§ Data:
------------------------------------------------------------------------

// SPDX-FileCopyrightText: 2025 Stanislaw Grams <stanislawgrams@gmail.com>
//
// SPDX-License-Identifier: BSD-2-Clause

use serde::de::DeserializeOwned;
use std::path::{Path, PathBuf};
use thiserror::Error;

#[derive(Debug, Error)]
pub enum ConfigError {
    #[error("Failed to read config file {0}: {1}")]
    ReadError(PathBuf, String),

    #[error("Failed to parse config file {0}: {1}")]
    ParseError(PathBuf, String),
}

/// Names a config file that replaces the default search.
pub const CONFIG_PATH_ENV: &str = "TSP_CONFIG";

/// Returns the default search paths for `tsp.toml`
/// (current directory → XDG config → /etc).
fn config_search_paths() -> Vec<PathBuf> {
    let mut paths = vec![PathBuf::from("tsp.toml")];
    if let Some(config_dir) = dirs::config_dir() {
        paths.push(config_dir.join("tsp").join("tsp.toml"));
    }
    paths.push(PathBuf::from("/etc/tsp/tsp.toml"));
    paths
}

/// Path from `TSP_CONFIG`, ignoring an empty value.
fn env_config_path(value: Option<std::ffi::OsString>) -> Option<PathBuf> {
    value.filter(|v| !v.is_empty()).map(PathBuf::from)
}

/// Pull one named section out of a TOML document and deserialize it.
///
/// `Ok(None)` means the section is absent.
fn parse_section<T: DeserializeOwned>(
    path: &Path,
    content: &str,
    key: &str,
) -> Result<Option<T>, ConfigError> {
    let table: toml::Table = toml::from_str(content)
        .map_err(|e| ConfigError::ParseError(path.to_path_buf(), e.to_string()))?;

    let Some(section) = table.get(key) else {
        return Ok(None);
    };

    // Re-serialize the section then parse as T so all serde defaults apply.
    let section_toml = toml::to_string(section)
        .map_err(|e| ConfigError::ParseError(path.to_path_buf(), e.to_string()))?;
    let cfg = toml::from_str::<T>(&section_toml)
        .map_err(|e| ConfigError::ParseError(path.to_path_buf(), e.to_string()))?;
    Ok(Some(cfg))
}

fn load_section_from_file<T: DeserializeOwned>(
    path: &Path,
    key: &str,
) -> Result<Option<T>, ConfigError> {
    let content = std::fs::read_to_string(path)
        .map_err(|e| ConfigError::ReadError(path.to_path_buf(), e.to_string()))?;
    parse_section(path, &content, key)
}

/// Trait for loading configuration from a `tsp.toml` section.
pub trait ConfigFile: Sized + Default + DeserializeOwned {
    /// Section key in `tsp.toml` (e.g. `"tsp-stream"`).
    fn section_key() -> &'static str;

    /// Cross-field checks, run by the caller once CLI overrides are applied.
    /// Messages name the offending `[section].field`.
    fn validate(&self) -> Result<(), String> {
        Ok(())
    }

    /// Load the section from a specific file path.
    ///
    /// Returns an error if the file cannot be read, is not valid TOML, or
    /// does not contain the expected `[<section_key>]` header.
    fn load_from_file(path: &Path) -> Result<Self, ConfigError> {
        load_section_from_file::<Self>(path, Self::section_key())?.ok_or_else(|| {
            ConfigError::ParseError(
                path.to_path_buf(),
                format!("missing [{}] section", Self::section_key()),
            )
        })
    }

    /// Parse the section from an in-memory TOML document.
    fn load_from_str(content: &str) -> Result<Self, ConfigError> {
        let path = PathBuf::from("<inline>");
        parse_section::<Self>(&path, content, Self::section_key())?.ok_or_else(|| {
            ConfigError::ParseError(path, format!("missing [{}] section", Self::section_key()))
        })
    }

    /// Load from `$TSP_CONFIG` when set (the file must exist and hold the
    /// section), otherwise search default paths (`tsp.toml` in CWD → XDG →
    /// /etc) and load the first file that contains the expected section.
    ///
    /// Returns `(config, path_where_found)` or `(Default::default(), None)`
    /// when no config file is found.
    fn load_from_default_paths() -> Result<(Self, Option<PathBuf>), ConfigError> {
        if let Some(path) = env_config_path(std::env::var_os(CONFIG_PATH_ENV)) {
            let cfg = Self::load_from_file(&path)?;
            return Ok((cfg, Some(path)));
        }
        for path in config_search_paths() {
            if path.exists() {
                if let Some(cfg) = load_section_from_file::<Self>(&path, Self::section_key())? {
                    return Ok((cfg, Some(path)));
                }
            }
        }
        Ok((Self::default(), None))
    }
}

------------------------------------------------------------------------

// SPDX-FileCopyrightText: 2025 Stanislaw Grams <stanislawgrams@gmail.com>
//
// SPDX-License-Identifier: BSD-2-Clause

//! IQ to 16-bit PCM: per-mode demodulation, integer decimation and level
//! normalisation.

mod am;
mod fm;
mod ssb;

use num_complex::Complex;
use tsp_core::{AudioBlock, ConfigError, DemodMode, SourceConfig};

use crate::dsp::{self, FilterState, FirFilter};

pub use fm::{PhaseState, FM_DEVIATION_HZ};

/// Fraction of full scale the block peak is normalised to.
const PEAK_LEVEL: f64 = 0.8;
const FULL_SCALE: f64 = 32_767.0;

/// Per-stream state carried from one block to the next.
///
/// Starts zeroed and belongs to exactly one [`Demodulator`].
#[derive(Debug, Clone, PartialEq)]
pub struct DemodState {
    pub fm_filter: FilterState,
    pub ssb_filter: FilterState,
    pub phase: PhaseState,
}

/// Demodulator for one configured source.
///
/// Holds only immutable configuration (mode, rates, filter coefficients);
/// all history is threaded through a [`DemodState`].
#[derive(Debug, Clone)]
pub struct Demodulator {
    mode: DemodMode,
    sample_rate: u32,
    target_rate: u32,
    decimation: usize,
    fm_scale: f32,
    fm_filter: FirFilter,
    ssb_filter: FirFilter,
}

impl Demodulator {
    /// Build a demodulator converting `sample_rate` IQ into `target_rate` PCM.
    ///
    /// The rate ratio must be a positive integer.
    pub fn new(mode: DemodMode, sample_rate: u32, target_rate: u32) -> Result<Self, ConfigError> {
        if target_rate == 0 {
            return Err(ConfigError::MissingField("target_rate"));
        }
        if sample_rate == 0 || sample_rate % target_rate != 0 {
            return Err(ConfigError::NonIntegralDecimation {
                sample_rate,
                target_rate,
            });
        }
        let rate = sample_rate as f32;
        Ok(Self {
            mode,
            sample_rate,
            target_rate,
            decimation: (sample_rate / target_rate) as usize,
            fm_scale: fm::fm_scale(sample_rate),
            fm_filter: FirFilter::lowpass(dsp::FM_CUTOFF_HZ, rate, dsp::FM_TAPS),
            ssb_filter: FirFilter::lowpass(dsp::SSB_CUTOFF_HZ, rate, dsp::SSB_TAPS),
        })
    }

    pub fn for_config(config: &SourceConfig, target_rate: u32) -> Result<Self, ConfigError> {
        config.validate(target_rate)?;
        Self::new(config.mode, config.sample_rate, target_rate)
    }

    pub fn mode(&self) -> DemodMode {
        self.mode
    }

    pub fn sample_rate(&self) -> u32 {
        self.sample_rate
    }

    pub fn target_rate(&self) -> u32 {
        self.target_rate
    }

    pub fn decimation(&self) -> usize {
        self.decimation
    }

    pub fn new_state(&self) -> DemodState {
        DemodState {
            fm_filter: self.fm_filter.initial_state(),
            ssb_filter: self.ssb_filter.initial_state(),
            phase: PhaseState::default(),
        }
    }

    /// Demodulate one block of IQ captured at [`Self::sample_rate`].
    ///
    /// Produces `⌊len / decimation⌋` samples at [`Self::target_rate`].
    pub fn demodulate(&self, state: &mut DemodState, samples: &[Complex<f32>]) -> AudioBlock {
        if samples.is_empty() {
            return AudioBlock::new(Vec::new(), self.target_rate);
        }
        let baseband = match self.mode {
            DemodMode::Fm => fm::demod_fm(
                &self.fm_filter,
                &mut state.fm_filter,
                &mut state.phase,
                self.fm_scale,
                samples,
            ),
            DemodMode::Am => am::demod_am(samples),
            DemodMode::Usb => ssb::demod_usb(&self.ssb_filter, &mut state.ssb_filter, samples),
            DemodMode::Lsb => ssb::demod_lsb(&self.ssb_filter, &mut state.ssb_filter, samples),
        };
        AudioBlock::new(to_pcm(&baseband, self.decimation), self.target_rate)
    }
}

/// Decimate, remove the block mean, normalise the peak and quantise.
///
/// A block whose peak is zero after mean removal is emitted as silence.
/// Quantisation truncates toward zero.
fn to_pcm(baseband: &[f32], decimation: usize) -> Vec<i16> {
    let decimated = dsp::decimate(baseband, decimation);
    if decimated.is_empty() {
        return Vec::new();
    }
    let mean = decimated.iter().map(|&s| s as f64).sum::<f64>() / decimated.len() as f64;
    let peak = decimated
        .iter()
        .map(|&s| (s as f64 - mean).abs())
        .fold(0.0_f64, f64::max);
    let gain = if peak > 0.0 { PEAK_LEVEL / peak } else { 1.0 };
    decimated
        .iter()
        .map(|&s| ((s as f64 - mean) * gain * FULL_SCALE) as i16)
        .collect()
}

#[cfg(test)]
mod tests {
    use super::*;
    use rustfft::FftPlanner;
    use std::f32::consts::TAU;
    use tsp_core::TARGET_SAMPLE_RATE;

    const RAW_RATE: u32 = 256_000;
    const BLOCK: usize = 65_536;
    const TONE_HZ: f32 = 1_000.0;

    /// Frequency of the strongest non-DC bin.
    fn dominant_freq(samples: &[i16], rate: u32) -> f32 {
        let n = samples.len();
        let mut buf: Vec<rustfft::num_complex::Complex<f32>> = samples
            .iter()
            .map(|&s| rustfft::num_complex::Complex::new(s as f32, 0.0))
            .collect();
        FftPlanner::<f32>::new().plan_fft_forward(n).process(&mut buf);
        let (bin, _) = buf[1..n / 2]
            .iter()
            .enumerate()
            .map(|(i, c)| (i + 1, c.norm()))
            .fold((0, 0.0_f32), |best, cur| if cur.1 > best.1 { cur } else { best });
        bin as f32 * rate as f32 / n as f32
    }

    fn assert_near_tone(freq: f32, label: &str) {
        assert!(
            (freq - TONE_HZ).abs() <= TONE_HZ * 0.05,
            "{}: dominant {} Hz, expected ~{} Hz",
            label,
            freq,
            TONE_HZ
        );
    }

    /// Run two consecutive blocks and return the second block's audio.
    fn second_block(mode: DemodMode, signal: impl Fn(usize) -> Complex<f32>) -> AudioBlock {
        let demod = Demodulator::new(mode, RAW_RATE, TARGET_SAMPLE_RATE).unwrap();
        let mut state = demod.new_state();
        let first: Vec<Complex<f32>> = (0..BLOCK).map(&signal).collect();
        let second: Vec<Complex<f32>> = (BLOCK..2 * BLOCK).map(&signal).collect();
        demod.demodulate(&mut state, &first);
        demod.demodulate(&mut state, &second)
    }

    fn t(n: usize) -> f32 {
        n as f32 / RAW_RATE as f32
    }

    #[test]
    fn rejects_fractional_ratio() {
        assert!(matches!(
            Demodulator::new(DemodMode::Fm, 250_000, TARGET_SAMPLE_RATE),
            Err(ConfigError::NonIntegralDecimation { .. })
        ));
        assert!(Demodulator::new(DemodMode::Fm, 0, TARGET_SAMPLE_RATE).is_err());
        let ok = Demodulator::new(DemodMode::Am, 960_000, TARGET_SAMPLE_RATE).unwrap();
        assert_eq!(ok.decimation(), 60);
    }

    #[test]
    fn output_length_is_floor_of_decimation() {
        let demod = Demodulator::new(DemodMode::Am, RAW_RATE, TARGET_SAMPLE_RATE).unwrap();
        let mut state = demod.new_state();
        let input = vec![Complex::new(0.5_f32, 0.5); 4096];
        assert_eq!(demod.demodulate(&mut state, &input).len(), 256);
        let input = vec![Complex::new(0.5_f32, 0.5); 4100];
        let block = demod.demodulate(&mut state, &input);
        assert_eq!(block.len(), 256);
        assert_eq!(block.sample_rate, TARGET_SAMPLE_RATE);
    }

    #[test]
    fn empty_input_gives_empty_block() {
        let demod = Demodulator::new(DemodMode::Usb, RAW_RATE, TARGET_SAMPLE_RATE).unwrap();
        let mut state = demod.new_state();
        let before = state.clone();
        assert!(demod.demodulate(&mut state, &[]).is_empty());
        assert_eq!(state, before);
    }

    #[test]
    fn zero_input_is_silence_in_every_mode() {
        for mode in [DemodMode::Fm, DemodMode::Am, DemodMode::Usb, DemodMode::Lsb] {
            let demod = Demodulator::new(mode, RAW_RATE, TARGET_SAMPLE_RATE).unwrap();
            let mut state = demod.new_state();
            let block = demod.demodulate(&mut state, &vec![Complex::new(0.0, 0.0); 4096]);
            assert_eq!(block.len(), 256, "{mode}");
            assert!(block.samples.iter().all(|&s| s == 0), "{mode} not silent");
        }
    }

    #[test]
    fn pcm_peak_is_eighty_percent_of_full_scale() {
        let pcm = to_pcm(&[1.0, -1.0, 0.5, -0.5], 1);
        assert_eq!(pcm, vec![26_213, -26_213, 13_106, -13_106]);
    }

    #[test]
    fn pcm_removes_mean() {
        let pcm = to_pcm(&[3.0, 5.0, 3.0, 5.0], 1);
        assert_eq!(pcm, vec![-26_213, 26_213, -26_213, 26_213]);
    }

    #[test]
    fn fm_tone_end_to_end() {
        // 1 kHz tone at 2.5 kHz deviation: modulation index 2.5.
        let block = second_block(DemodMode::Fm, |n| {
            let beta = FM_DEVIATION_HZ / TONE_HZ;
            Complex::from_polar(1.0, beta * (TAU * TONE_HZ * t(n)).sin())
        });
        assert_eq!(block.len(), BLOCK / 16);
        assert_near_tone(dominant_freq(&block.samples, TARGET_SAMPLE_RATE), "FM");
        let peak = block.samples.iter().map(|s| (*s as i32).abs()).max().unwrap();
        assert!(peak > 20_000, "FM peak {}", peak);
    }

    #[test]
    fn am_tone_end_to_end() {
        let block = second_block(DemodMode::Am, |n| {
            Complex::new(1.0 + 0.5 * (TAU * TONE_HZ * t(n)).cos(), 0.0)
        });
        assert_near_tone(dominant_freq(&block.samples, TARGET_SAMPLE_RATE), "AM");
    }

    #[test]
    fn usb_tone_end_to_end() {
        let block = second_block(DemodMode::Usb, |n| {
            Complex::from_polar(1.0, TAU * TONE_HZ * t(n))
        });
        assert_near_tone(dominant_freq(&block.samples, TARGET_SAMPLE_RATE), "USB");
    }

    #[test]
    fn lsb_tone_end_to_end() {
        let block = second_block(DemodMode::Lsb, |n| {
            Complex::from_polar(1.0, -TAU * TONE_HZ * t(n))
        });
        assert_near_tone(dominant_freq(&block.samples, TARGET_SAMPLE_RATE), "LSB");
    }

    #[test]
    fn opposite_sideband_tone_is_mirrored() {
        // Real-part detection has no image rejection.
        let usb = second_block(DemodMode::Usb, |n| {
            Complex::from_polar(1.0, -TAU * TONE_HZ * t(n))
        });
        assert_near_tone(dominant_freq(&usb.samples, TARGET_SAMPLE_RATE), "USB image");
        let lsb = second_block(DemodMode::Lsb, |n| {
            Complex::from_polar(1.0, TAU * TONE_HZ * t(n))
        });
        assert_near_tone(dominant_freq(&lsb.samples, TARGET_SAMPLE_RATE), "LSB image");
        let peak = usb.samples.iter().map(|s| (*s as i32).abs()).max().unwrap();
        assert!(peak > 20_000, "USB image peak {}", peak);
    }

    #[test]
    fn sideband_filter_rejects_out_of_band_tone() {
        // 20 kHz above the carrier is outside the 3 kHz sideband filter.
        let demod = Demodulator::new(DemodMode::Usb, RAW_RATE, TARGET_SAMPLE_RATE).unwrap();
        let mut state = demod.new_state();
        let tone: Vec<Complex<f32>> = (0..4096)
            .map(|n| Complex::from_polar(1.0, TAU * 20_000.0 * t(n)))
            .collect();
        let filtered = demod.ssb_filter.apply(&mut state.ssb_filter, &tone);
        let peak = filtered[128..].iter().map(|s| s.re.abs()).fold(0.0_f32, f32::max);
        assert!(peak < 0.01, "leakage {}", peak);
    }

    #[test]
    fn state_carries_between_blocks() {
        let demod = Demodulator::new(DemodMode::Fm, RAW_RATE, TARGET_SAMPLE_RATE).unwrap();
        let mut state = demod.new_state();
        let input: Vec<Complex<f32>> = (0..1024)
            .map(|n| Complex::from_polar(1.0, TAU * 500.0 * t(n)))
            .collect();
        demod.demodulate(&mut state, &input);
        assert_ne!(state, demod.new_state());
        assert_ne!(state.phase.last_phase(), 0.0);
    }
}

------------------------------------------------------------------------

§ Exercise details:
Take from the listing every line in which the word "integer" appears.

§ Output of the exercise:
//! IQ to 16-bit PCM: per-mode demodulation, integer decimation and level
    /// The rate ratio must be a positive integer.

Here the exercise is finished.